The Galois connection was hard to ignore;
he’d dueled over shapely wee solids before,
and though he was shot, we can’t name his opponent,
while Galois’ last writings became a component
of fields (and of groups) of mathematics that show
among other things, what these two solids should know:
That Cube and its friend Octahedron are dual,
and no four-faced loner should cause them to duel.
At once, the two shook off their anthropomorphism,
and saw from their faces to points, isomorphism.
“You cannot kill me,” they each said to the other,
“For if I am a martyr, then so are you, brother,
and even though I’d be like Évariste too,
I’d rather not share such an honour with you.”
So they and their seconds proposed to their bride
that four eager suitors could each pick a side.
The pyramid’s answer was sweet but ironic:
“Of course you can share, but my love is Platonic.”
Why this week’s picture is of a Müller-Lyer illusion card next to some Dynkin diagrams in the Princeton Companion to Mathematics is a long story related to one of the many false starts before I eventually started writing this poem about a duel between dual Platonic solids a few hours before the deadline which I subsequently missed. The long story, which I will spare you, includes procrastination and despair involving not having time to perfect something I’ve wanted to do for years which happens to be in the cards this week, followed by a random walk that wandered past sestinas, change ringing, permutation groups and Lie groups on the way to Platonic solids and Galois. The highlight of it was a sestina about the mathematics of sestinas by Caleb Emmons, which seems to have been taken down from where his website used to be, but can still be found copied on other blogs.
So here’s a brief explanation of the poem itself. The five ‘Platonic’ solids are the tetrahedron (four-sided pyramid), the cube, the octahedron, the dodecahedron and the icosahedron; the only five solids where every face is an identical regular polygon. Plato associated them with the four classical elements, fire (tetrahedron), air (octahedron), water (icosahedron) and Earth (the cube. I wonder if Plato comes from Bizarro World.) For each of these you can define a ‘dual’ by replacing each vertex with a face and vice versa. If you do this with a cube, you get an octahedron, and if you do it with an octahedron you get the cube again. The same is true of icosahedrons and dodecahedrons. But if you do this with a tetrahedron, you just get a tetrahedron again. So at first I thought the tetrahedron would be lonely, or very self-sufficient. But it turns out the other duals misunderstood what they were, and dueled over the tetrahedron’s attentions.
If two shapes are dual, then they have all the same symmetries, which can be described by a symmetry group.

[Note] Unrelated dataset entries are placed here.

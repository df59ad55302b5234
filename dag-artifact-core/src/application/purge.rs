// dag-artifact-core/src/application/purge.rs

// Irreversible. Deployment files already in the DAG folder are left alone.

use tracing::{info, instrument};

use crate::domain::dag::DagId;
use crate::error::DagArtifactError;
use crate::ports::ArtifactRepository;

#[instrument(skip(repo), fields(dag_id = %dag_id))]
pub async fn purge_dag(repo: &dyn ArtifactRepository, dag_id: &DagId) -> Result<(), DagArtifactError> {
    repo.purge_artifact(dag_id.as_str()).await?;
    info!("🗑️  DAG artifacts purged");
    Ok(())
}

#[instrument(skip(repo))]
pub async fn purge_all_dag(repo: &dyn ArtifactRepository) -> Result<(), DagArtifactError> {
    repo.purge_all().await?;
    info!("🗑️  All DAG artifacts purged");
    Ok(())
}
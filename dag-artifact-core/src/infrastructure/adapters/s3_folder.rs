// dag-artifact-core/src/infrastructure/adapters/s3_folder.rs

use async_trait::async_trait;
use std::collections::BTreeMap;
use tracing::debug;

use crate::error::DagArtifactError;
use crate::infrastructure::storage::{S3Store, S3Uri};
use crate::ports::dag_folder::DagFolder;

const PYTHON_CONTENT_TYPE: &str = "text/x-python";

/// A DAG folder in S3, e.g. `s3://my-mwaa-bucket/dags/`.
#[derive(Debug, Clone)]
pub struct S3DagFolder {
    store: S3Store,
    dir: S3Uri,
}

impl S3DagFolder {
    /// `store` must be bound to the bucket named in `dir`.
    pub fn new(store: S3Store, dir: S3Uri) -> Self {
        Self {
            store,
            dir: dir.to_dir(),
        }
    }
}

#[async_trait]
impl DagFolder for S3DagFolder {
    async fn write_dag(&self, file_name: &str, content: &str) -> Result<String, DagArtifactError> {
        let target = self.dir.join(file_name);
        self.store
            .put_object(
                &target.key,
                content.as_bytes().to_vec(),
                PYTHON_CONTENT_TYPE,
                &BTreeMap::new(),
            )
            .await?;
        debug!(uri = %target, "Deployment file uploaded");
        Ok(target.to_string())
    }

    fn location(&self, file_name: &str) -> String {
        self.dir.join(file_name).to_string()
    }
}

#[cfg(test)]
mod tests {
    use super::*;
    use anyhow::Result;
    use aws_sdk_s3::operation::put_object::PutObjectOutput;
    use aws_smithy_mocks::{RuleMode, mock, mock_client};

    #[tokio::test]
    async fn test_write_dag_uploads_python_file_under_folder() -> Result<()> {
        let upload = mock!(aws_sdk_s3::Client::put_object)
            .match_requests(|req| {
                req.bucket() == Some("mwaa")
                    && req.key() == Some("dags/etl_latest.py")
                    && req.content_type() == Some("text/x-python")
            })
            .then_output(|| PutObjectOutput::builder().build());
        let client = mock_client!(aws_sdk_s3, RuleMode::MatchAny, [&upload]);

        // No trailing slash: the folder is still joined with one.
        let folder = S3DagFolder::new(S3Store::new(client, "mwaa"), S3Uri::parse("s3://mwaa/dags")?);
        let uri = folder.write_dag("etl_latest.py", "from x import y\n").await?;

        assert_eq!(uri, "s3://mwaa/dags/etl_latest.py");
        assert_eq!(folder.location("etl_latest.py"), uri);
        assert_eq!(upload.num_calls(), 1);
        Ok(())
    }
}
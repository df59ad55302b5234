// dag-artifact/src/commands/bootstrap.rs
//
// USE CASE: Provision the artifact bucket and metadata table.

use std::path::PathBuf;

use dag_artifact_core::application::bootstrap;
use dag_artifact_core::ports::BootstrapOptions;

pub async fn execute(
    project_dir: PathBuf,
    read_capacity: Option<i64>,
    write_capacity: Option<i64>,
) -> anyhow::Result<()> {
    let adapters = super::load_adapters(&project_dir).await?;
    let options = BootstrapOptions {
        dynamodb_read_capacity_units: read_capacity,
        dynamodb_write_capacity_units: write_capacity,
    };

    bootstrap(adapters.repository.as_ref(), &options).await?;
    println!("✨ Artifact store ready.");
    Ok(())
}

Group theory is pretty awesome but I don’t have time to explain it all here. One guy who did explain a whole lot of it in a short time was Évariste Galois, who, according to legend and the song ‘Stefanie (the Ballad of Galois)’ by The Klein Four Group, stayed up all night writing down everything he’d figured out about group theory and other things before getting killed in a duel (allegedly over a lady named Stéphanie-Félicie Poterin du Motel) the next morning. One of the things he wrote about was the Galois connection, which I haven’t actually had time to read and understand fully, so I’m just hoping that upper adjoints are a suitable metaphor in this poem. This is very much a draft.

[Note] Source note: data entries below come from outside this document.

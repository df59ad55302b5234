// dag-artifact-core/src/application/publish.rs

use std::collections::BTreeMap;
use std::path::Path;
use tracing::{info, instrument};

use crate::domain::artifact::{Artifact, ArtifactVersion};
use crate::domain::dag::{DagAlias, DagId, DagScript, deployment_file};
use crate::error::DagArtifactError;
use crate::ports::{ArtifactRepository, DagFolder, PutArtifact};

const ARTIFACT_CONTENT_TYPE: &str = "text/plain";

/// Outcome of a publish / release / deploy.
#[derive(Debug, Clone, PartialEq)]
pub struct PublishedDag {
    pub artifact: Artifact,
    /// `<dag_id>_latest` or `<dag_id>_v<n>`
    pub deployed_dag_id: String,
    /// Where the deployment file landed (path or `s3://` URI).
    pub location: String,
}

/// Uploads a DAG script to the LATEST slot and deploys it as `<dag_id>_latest`.
///
/// The artifact is stored before the rewrite: a script without the
/// `dag_id = "<dag_id>"` literal ends up persisted but not deployed.
#[instrument(skip(repo, dags, metadata, tags), fields(dag_id = %dag_id))]
pub async fn publish_dag(
    repo: &dyn ArtifactRepository,
    dags: &dyn DagFolder,
    dag_id: &DagId,
    script_path: &Path,
    metadata: &BTreeMap<String, String>,
    tags: &BTreeMap<String, String>,
) -> Result<PublishedDag, DagArtifactError> {
    let script = DagScript::from_bytes(tokio::fs::read(script_path).await?);
    info!(path = ?script_path, sha256 = %script.sha256, "Publishing DAG script");

    let request = PutArtifact {
        name: dag_id.as_str().to_string(),
        metadata: script.metadata(metadata),
        content: script.content,
        content_type: ARTIFACT_CONTENT_TYPE.to_string(),
        tags: tags.clone(),
    };
    let artifact = repo.put_artifact(&request).await?;

    deploy(repo, dags, dag_id, artifact).await
}

/// Cuts a new immutable version from LATEST and deploys it as `<dag_id>_v<n>`.
#[instrument(skip(repo, dags), fields(dag_id = %dag_id))]
pub async fn publish_dag_version(
    repo: &dyn ArtifactRepository,
    dags: &dyn DagFolder,
    dag_id: &DagId,
) -> Result<PublishedDag, DagArtifactError> {
    let artifact = repo.publish_artifact_version(dag_id.as_str()).await?;
    deploy(repo, dags, dag_id, artifact).await
}

/// Redeploys an already stored version (rollback). Nothing new is stored.
#[instrument(skip(repo, dags), fields(dag_id = %dag_id, version = %version))]
pub async fn deploy_dag_version(
    repo: &dyn ArtifactRepository,
    dags: &dyn DagFolder,
    dag_id: &DagId,
    version: ArtifactVersion,
) -> Result<PublishedDag, DagArtifactError> {
    let artifact = repo.get_artifact(dag_id.as_str(), version).await?;
    deploy(repo, dags, dag_id, artifact).await
}

async fn deploy(
    repo: &dyn ArtifactRepository,
    dags: &dyn DagFolder,
    dag_id: &DagId,
    artifact: Artifact,
) -> Result<PublishedDag, DagArtifactError> {
    let content = repo
        .get_artifact_content(&artifact.name, artifact.version)
        .await?;
    let file = deployment_file(&content, dag_id, DagAlias::from(artifact.version))?;
    let location = dags.write_dag(&file.file_name, &file.content).await?;
    info!(deployed_dag_id = %file.deployed_dag_id, location = %location, "DAG deployed");

    Ok(PublishedDag {
        artifact,
        deployed_dag_id: file.deployed_dag_id,
        location,
    })
}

If two people duel, they usually elect ‘seconds’ to decide on a place, make sure the duelers have equal weapons, and maybe also duel each other. So dodecahedron and icosahedron get bit parts. I like the fact that the tetrahedron has one face for each of the other Platonic solids, so they can each pick a side. I wonder what a tetrahedron with another Platonic solid stuck on each face would look like, and how big those other solids could get relative to the tetrahedron before they started to obstruct each other.